Let’s talk a bit about PRIDE. No, not about the parade – unfortunately. PRIDE stands for Parent Resources Information Development and Education and if you want to be a foster parent in Texas it is a state requirement. The purpose is to prepare you for foster parenting or adopting from the foster care system, particularly in understanding the differerent types of trauma that a child may have experienced and how to deal. They also set expectations for foster parents, what rules you will need to follow, what paperwork you will need to maintain and what supports are available. It’s a lofty goal and to be honest, I felt only partially prepared when we finished. I guess all parents feel partially prepared so maybe that isn’t anything to be concerned about.
It’s supposed to be 35 hours and our agency had diffferent times that you could take them. They had some that were all day for a week and some that were stretched out over weekend. We chose the option that was twice a week in the evening for a month and one fully Saturday. It was a lot less time consuming than we planned for because we never started on time and we always ended early. For a studious person like me, I was a bit dissapointed. I came prepared, ready to study and take notes – like the nerd that I am. I thought perhaps if I pay very good attention, I will be a great parent. Wood had a completely different attitude – you won’t really know until you are in it. He’s a lot more laid back than I.
I think the purpose was to create a cohort since the same people attended each session. But for some reason, it still didn’t seem very cohesive. Some people fell into an easy rhythym and usually sat at the same table. Most of us just attended and left without too much talking to the others in the class. I was kind of dissapointed in that also – I wanted to make some foster care friends. The class was pretty diverse with different genders, races – very mixed between black, latinos and whites – no asians. There were couples, gay and straight, and a few single people – even an single man. Economically, the people probably ran the gamut, based on what you can tell by general conversation.

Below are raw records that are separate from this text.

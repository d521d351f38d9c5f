use marten_mln::{
    config::Config,
    context::Context,
    structures::formula::{Formula, WeightedFormula},
    types::err::{ErrorKind, McSatError},
};

mod sampling {
    use super::*;

    #[test]
    fn blocked_marginals_sum_to_one() {
        let mut ctx = Context::from_config(Config::default());
        let v1 = ctx.fresh_atom("Value", &["one"]).unwrap();
        let v2 = ctx.fresh_atom("Value", &["two"]).unwrap();
        let v3 = ctx.fresh_atom("Value", &["three"]).unwrap();
        ctx.set_block(vec![v1, v2, v3]).unwrap();

        ctx.add_formula(WeightedFormula::hard(Formula::not(Formula::atom(v2))))
            .unwrap();
        ctx.add_formula(WeightedFormula::soft(Formula::atom(v1), 0.5))
            .unwrap();

        assert!(ctx.sample(1023).is_ok());
        assert_eq!(ctx.marginals().sample_count(), 1024);

        // v2 is ruled out, so the block splits its mass over v1 and v3.
        assert_eq!(ctx.marginals().estimate(v2), 0.0);
        let split = ctx.marginals().estimate(v1) + ctx.marginals().estimate(v3);
        assert_eq!(split, 1.0);
    }

    #[test]
    fn a_heavy_soft_formula_dominates_the_chain() {
        let mut ctx = Context::from_config(Config::default());
        let a = ctx.fresh_atom("a", &[]).unwrap();
        ctx.add_formula(WeightedFormula::soft(Formula::atom(a), 10.0))
            .unwrap();

        assert!(ctx.sample(63).is_ok());

        assert_eq!(ctx.marginals().sample_count(), 64);
        assert!(ctx.marginals().estimate(a) > 0.9);
    }

    #[test]
    fn chains_accumulate_over_calls() {
        let mut ctx = Context::from_config(Config::default());
        let a = ctx.fresh_atom("a", &[]).unwrap();
        ctx.add_formula(WeightedFormula::soft(Formula::atom(a), 1.0))
            .unwrap();

        assert!(ctx.sample(7).is_ok());
        assert_eq!(ctx.marginals().sample_count(), 8);

        assert!(ctx.sample(8).is_ok());
        assert_eq!(ctx.marginals().sample_count(), 16);
    }

    #[test]
    fn input_restarts_the_chain() {
        let mut ctx = Context::from_config(Config::default());
        let a = ctx.fresh_atom("a", &[]).unwrap();
        ctx.add_formula(WeightedFormula::soft(Formula::atom(a), 1.0))
            .unwrap();

        assert!(ctx.sample(7).is_ok());
        assert_eq!(ctx.marginals().sample_count(), 8);

        // Fresh input voids the chain, so the next call bootstraps anew.
        let b = ctx.fresh_atom("b", &[]).unwrap();
        ctx.add_formula(WeightedFormula::soft(Formula::atom(b), 0.5))
            .unwrap();

        assert!(ctx.sample(3).is_ok());
        assert_eq!(ctx.marginals().sample_count(), 4);
    }

    #[test]
    fn evidence_holds_over_every_sample() {
        let mut ctx = Context::from_config(Config::default());
        let a = ctx.fresh_atom("a", &[]).unwrap();
        let b = ctx.fresh_atom("b", &[]).unwrap();

        ctx.add_formula(WeightedFormula::soft(
            Formula::iff(Formula::atom(a), Formula::atom(b)),
            1.5,
        ))
        .unwrap();
        ctx.assert_evidence(a, true).unwrap();

        assert!(ctx.sample(31).is_ok());

        assert_eq!(ctx.marginals().estimate(a), 1.0);
        assert!(ctx.marginals().estimate(b) > 0.5);
    }
}

mod failures {
    use super::*;

    #[test]
    fn an_unsatisfiable_hard_base_fails_to_bootstrap() {
        let mut cfg = Config::default();
        cfg.mcsat_step_limit.value = 200;
        let mut ctx = Context::from_config(cfg);

        let a = ctx.fresh_atom("a", &[]).unwrap();
        ctx.add_formula(WeightedFormula::hard(Formula::atom(a)))
            .unwrap();
        ctx.add_formula(WeightedFormula::hard(Formula::not(Formula::atom(a))))
            .unwrap();

        assert_eq!(
            ctx.sample(4),
            Err(ErrorKind::McSat(McSatError::BootstrapFailed))
        );
    }

    #[test]
    fn an_unsatisfiable_slice_fails_the_sample() {
        let mut cfg = Config::default();
        cfg.mcsat_step_limit.value = 100;
        let mut ctx = Context::from_config(cfg);

        let a = ctx.fresh_atom("a", &[]).unwrap();
        ctx.add_formula(WeightedFormula::soft(Formula::not(Formula::atom(a)), 2.0))
            .unwrap();
        ctx.assert_evidence(a, true).unwrap();

        // Any slice holding the soft formula contradicts the evidence.
        let outcome = ctx.sample(64);
        assert!(matches!(
            outcome,
            Err(ErrorKind::McSat(McSatError::SubSolveFailed(_)))
        ));
    }
}

mod exact_solvers {
    use marten_mln::{
        db::{atom::AtomDB, clause::ClauseDB},
        procedures::mcsat::ExactSolver,
        structures::{atom::Atom, clause::Clause, world::World},
    };

    use super::*;

    /// Exhausts all worlds in order, returning the first to satisfy the active formulas.
    struct Exhaustive;

    impl ExactSolver for Exhaustive {
        fn satisfy(
            &mut self,
            _seed: &World,
            active: &[bool],
            atom_db: &AtomDB,
            clause_db: &ClauseDB,
        ) -> Option<World> {
            let count = atom_db.count();
            for bits in 0..(1_u64 << count) {
                let mut world = World::new(count);
                for index in 0..count {
                    world.set_value(index as Atom, bits & (1 << index) != 0);
                }

                let satisfied = (0..clause_db.formula_count()).all(|index| {
                    !active[index]
                        || clause_db
                            .formula(index as u32)
                            .clauses()
                            .iter()
                            .all(|&clause| clause_db.clause(clause).clause().satisfied_on(&world))
                });
                if satisfied {
                    return Some(world);
                }
            }
            None
        }
    }

    #[test]
    fn an_exact_solver_replaces_the_walks() {
        let mut ctx = Context::from_config(Config::default());
        let a = ctx.fresh_atom("a", &[]).unwrap();
        ctx.add_formula(WeightedFormula::soft(Formula::atom(a), 5.0))
            .unwrap();

        ctx.set_exact_solver(Box::new(Exhaustive));

        assert!(ctx.sample(31).is_ok());

        assert_eq!(ctx.marginals().sample_count(), 32);
        assert_eq!(ctx.counters.sub_searches, 32);
        assert!(ctx.marginals().estimate(a) > 0.5);
    }
}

As far as the information provided – meh. I really liked our presenter, she was very down-to-earth and approachable. She told stories about her time as a caseworker that were pretty interesting. Some of the information was great and was to help us understand that the children that are taken into foster care didn’t do anything wrong. They are the victims and unfortunately many have been abused or neglected in some way which may manifest in behaviors that make it seem like they are just bad kids. They need specific types of care and even discipline, which I thought the sessions highlighted well. But — the information provided just seemed incomplete. We would skip through some of the slides which was a bit offputting. Like, should we be talking about that? Some of the people from other agencies had nice big binders and I was like, uhmmm, where is my binder? Nerd – yes I know. And at the end, it just seemed like there wasn’t clarity on the next steps we should take to get certified.
All in all – foster care to this point seems very much about feeling your way through it. There is not a textbook that they give you that has everything that you need. You get information in bits and pieces and if you need structure and rules, this will be a challenge.